Activation Functions: Why a 100-Layer Network Without Them Is Still One Line

#deeplearning #machinelearning #beginners #javascript

A neuron computes w·x + b — a straight line. The little function after it, the activation, is what makes deep learning work. Day 2 of my DeepLearningFromZero series.

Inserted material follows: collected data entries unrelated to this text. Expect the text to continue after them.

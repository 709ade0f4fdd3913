//! End-to-end runs of the `coinlens` binary: output messages, files and exit codes.

use std::path::{Path, PathBuf};
use std::process::{Command, Output};
use wiremock::matchers::{method, path};
use wiremock::{Mock, MockServer, ResponseTemplate};

fn fixture_path() -> PathBuf {
    PathBuf::from(env!("CARGO_MANIFEST_DIR"))
        .parent()
        .unwrap()
        .join("coinlens-runner/tests/fixtures/markets.json")
}

fn coinlens(dir: &Path, args: &[&str]) -> Output {
    Command::new(env!("CARGO_BIN_EXE_coinlens"))
        .current_dir(dir)
        .args(args)
        .env("RUST_LOG", "off")
        .output()
        .expect("failed to launch coinlens")
}

#[test]
fn offline_run_writes_default_workbook() {
    let dir = tempfile::tempdir().unwrap();
    let fixture = fixture_path();

    let out = coinlens(dir.path(), &["--input", fixture.to_str().unwrap()]);
    let stdout = String::from_utf8_lossy(&out.stdout);

    assert!(out.status.success(), "stderr: {}", String::from_utf8_lossy(&out.stderr));
    assert!(stdout.contains("Analysis complete. Results saved to 'Crypto_Analysis.xlsx'."));
    assert!(dir.path().join("Crypto_Analysis.xlsx").exists());
}

#[test]
fn output_flag_overrides_path() {
    let dir = tempfile::tempdir().unwrap();
    let fixture = fixture_path();

    let out = coinlens(
        dir.path(),
        &["--input", fixture.to_str().unwrap(), "--output", "snapshots/today.xlsx"],
    );

    assert!(out.status.success());
    assert!(dir.path().join("snapshots/today.xlsx").exists());
    assert!(!dir.path().join("Crypto_Analysis.xlsx").exists());
}

#[test]
fn empty_snapshot_writes_nothing() {
    let dir = tempfile::tempdir().unwrap();
    let empty = dir.path().join("empty.json");
    std::fs::write(&empty, "[]").unwrap();

    let out = coinlens(dir.path(), &["--input", empty.to_str().unwrap()]);

    assert!(out.status.success());
    assert!(String::from_utf8_lossy(&out.stdout).contains("nothing to export"));
    assert!(!dir.path().join("Crypto_Analysis.xlsx").exists());
}

#[test]
fn malformed_record_fails_the_run() {
    let dir = tempfile::tempdir().unwrap();
    let broken = dir.path().join("broken.json");
    std::fs::write(
        &broken,
        r#"[{"name":"Bitcoin","symbol":"btc","current_price":1.0,"total_volume":1.0,"price_change_percentage_24h":0.0}]"#,
    )
    .unwrap();

    let out = coinlens(dir.path(), &["--input", broken.to_str().unwrap()]);

    assert!(!out.status.success());
    assert!(String::from_utf8_lossy(&out.stderr).contains("market_cap"));
    assert!(!dir.path().join("Crypto_Analysis.xlsx").exists());
}

#[tokio::test(flavor = "multi_thread")]
async fn fetch_status_failure_exits_nonzero() {
    let server = MockServer::start().await;
    Mock::given(method("GET"))
        .and(path("/coins/markets"))
        .respond_with(ResponseTemplate::new(503))
        .expect(1)
        .mount(&server)
        .await;

    let dir = tempfile::tempdir().unwrap();
    let config = dir.path().join("coinlens.toml");
    std::fs::write(&config, format!("[source]\nbase_url = \"{}\"\n", server.uri())).unwrap();

    let workdir = dir.path().to_path_buf();
    let out = tokio::task::spawn_blocking(move || {
        coinlens(&workdir, &["--config", config.to_str().unwrap()])
    })
    .await
    .unwrap();

    assert_eq!(out.status.code(), Some(1));
    assert!(String::from_utf8_lossy(&out.stderr).contains("Error fetching data: 503"));
    assert!(!dir.path().join("Crypto_Analysis.xlsx").exists());
}

#[test]
fn invalid_config_exits_nonzero_with_reason() {
    let dir = tempfile::tempdir().unwrap();
    let config = dir.path().join("coinlens.toml");
    std::fs::write(&config, "[output]\ntop_n = 0\n").unwrap();
    let fixture = fixture_path();

    let out = coinlens(
        dir.path(),
        &["--config", config.to_str().unwrap(), "--input", fixture.to_str().unwrap()],
    );

    assert_eq!(out.status.code(), Some(1));
    assert!(String::from_utf8_lossy(&out.stderr).contains("output.top_n"));
    assert!(!dir.path().join("Crypto_Analysis.xlsx").exists());
}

The problem: linear ∘ linear = linear

Stack two linear layers and the math collapses:

layer2(layer1(x)) = W₂(W₁x) = (W₂W₁)x   ← still one linear layer

So a 100-layer network of pure linear neurons can only ever draw a straight boundary. Useless for images, language, curves.

The fix: a nonlinear bend

const a = relu(dot(w, x) + b);   // relu = the bend

Now each layer warps space a little, and stacking them composes complex shapes. The activation is literally what lets neural nets approximate any function.

The functions

const relu    = z => Math.max(0, z);          // default for hidden layers
const sigmoid = z => 1 / (1 + Math.exp(-z));   // (0,1) — output probabilities
const tanh    = z => Math.tanh(z);             // (−1,1) — zero-centred
const leaky   = z => z > 0 ? z : 0.01 * z;     // no "dead" neurons

ReLU is the modern default: cheap, and its gradient is 1 for positive inputs, so it doesn't saturate and kill learning the way sigmoid does in deep nets. That's why very deep networks became trainable.

Leaky ReLU fixes the "dying ReLU" problem — a neuron stuck at 0 has zero gradient and can never recover; a tiny negative slope keeps a trickle flowing.